System uname: Linux-2.6.39-ck-x86_64-Intel-R-_Core-TM-2_Duo_CPU_E6750_@_2.66GHz-with-gentoo-2.0.3

Timestamp of tree: Thu, 29 Sep 2011 23:30:01 +0000

ccache version 3.1.6 [disabled]

app-shells/bash:          4.2_p10

dev-java/java-config:     2.1.11-r3

dev-lang/python:          2.7.2-r3, 3.2.2

dev-util/ccache:          3.1.6

dev-util/cmake:           2.8.5-r2

dev-util/pkgconfig:       0.26

sys-apps/baselayout:      2.0.3

sys-apps/openrc:          0.9.3-r1

sys-apps/sandbox:         2.5

sys-devel/autoconf:       2.13, 2.68

sys-devel/automake:       1.9.6-r3, 1.10.3, 1.11.1-r1

sys-devel/binutils:       2.21.1-r1

sys-devel/gcc:            4.4.6-r1, 4.5.3-r1

sys-devel/gcc-config:     1.4.1-r1

sys-devel/libtool:        2.4-r3

sys-devel/make:           3.82-r3

sys-kernel/linux-headers: 2.6.39 (virtual/os-headers)

sys-libs/glibc:           2.13-r4

Repositories: gentoo sunrise proaudio interactive-fiction lisp science bitcoin x-portage

ACCEPT_KEYWORDS="amd64 ~amd64"

ACCEPT_LICENSE="* -@EULA"

CBUILD="x86_64-pc-linux-gnu"

CFLAGS="-O2 -march=core2 -pipe"

CHOST="x86_64-pc-linux-gnu"

CONFIG_PROTECT="/etc /usr/share/gnupg/qualified.txt /var/lib/hsqldb"

CONFIG_PROTECT_MASK="/etc/ca-certificates.conf /etc/env.d /etc/env.d/java/ /etc/fonts/fonts.conf /etc/gconf /etc/gentoo-release /etc/php/apache2-php5/ext-active/ /etc/php/cgi-php5/ext-active/ /etc/php/cli-php5/ext-active/ /etc/revdep-rebuild /etc/sandbox.d /etc/terminfo /etc/texmf/language.dat.d /etc/texmf/language.def.d /etc/texmf/updmap.d /etc/texmf/web2c"
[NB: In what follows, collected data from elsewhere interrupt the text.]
//! Amplitude-amplification problems.

use std::fmt;
use std::sync::Arc;

use qsat_ir::{Circuit, StandardGate};

use crate::error::{SearchError, SearchResult};
use crate::oracle::PhaseOracle;

/// Predicate deciding whether a measured bitstring is a solution.
pub type GoodStatePredicate = Arc<dyn Fn(&str) -> bool + Send + Sync>;

/// What Grover search amplifies: an oracle, the state it starts from, and
/// how to recognise a good measurement.
#[derive(Clone)]
pub struct AmplificationProblem {
    /// Phase oracle marking the good states.
    pub oracle: Circuit,
    /// Preparation of the initial state. `None` means `H` on every qubit.
    pub state_preparation: Option<Circuit>,
    /// Classical check applied to measured bitstrings.
    pub is_good_state: GoodStatePredicate,
}

impl AmplificationProblem {
    /// A problem over `oracle` with a uniform superposition as its start.
    pub fn new(oracle: Circuit, is_good_state: GoodStatePredicate) -> Self {
        Self {
            oracle,
            state_preparation: None,
            is_good_state,
        }
    }

    /// The problem of finding an assignment that satisfies `oracle`'s
    /// expression. Measurements that fail to parse count as bad states.
    pub fn from_oracle(oracle: &PhaseOracle) -> Self {
        let expression = oracle.expression().clone();
        Self::new(
            oracle.circuit().clone(),
            Arc::new(move |bits: &str| expression.evaluate_bitstring(bits).unwrap_or(false)),
        )
    }

    /// Replace the initial state preparation.
    pub fn with_state_preparation(mut self, state_preparation: Circuit) -> Self {
        self.state_preparation = Some(state_preparation);
        self
    }

    /// Number of qubits the search acts on.
    pub fn num_qubits(&self) -> usize {
        self.oracle.num_qubits()
    }

    /// The state preparation, built as `H` on every oracle qubit when unset.
    pub fn state_preparation(&self) -> SearchResult<Circuit> {
        if let Some(prep) = &self.state_preparation {
            if prep.num_qubits() != self.oracle.num_qubits() {
                return Err(SearchError::Circuit(qsat_ir::IrError::WidthMismatch {
                    expected: self.oracle.num_qubits(),
                    got: prep.num_qubits(),
                }));
            }
            return Ok(prep.clone());
        }
        let mut prep = Circuit::with_layout_of("state_preparation", &self.oracle);
        prep.apply_all(StandardGate::H)?;
        Ok(prep)
    }

    /// Whether `bits` is a good state.
    pub fn is_good(&self, bits: &str) -> bool {
        (self.is_good_state)(bits)
    }
}

impl fmt::Debug for AmplificationProblem {
    fn fmt(&self, f: &mut fmt::Formatter<'_>) -> fmt::Result {
        f.debug_struct("AmplificationProblem")
            .field("oracle", &self.oracle.name())
            .field("num_qubits", &self.num_qubits())
            .field("state_preparation", &self.state_preparation.as_ref().map(Circuit::name))
            .finish_non_exhaustive()
    }
}

#[cfg(test)]
mod tests {
    use super::*;

    #[test]
    fn test_from_oracle_predicate() {
        let oracle = PhaseOracle::from_expression("a & ~b").unwrap();
        let problem = AmplificationProblem::from_oracle(&oracle);
        assert_eq!(problem.num_qubits(), 2);
        assert!(problem.is_good("10"));
        assert!(!problem.is_good("11"));
        assert!(!problem.is_good("1"));
    }

    #[test]
    fn test_default_state_preparation() {
        let oracle = PhaseOracle::from_expression("a & b & c").unwrap();
        let problem = AmplificationProblem::from_oracle(&oracle);
        let prep = problem.state_preparation().unwrap();
        assert_eq!(prep.num_qubits(), 3);
        assert_eq!(prep.count_ops().get("h"), Some(&3));
    }

    #[test]
    fn test_state_preparation_width_checked() {
        let oracle = PhaseOracle::from_expression("a & b").unwrap();
        let problem = AmplificationProblem::from_oracle(&oracle)
            .with_state_preparation(Circuit::with_size("prep", 3, 0));
        assert!(matches!(
            problem.state_preparation(),
            Err(SearchError::Circuit(_))
        ));
    }
}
CXXFLAGS="-O2 -march=core2 -pipe"

DISTDIR="/usr/portage/distfiles"

FEATURES="assume-digests binpkg-logs distlocks ebuild-locks fixlafiles fixpackages news parallel-fetch protect-owned sfperms strict unknown-features-warn unmerge-logs unmerge-orphans userfetch"

FFLAGS=""

GENTOO_MIRRORS="http://distfiles.gentoo.org"

LANG="en_US.UTF-8"

LDFLAGS="-Wl,-O1 -Wl,--as-needed"

LINGUAS="en cy de ja"

MAKEOPTS="-j3"

PKGDIR="/usr/portage/packages"

PORTAGE_CONFIGROOT="/"

PORTAGE_RSYNC_OPTS="--recursive --links --safe-links --perms --times --compress --force --whole-file --delete --stats --timeout=180 --exclude=/distfiles --exclude=/local --exclude=/packages"

PORTAGE_TMPDIR="/var/tmp"

PORTDIR="/usr/portage"

PORTDIR_OVERLAY="/var/lib/layman/sunrise /var/lib/layman/pro-audio /var/lib/layman/interactive-fiction /var/lib/layman/lisp /var/lib/layman/science /var/lib/layman/bitcoin /usr/local/portage"

SYNC="rsync://rsync.gentoo.org/gentoo-portage"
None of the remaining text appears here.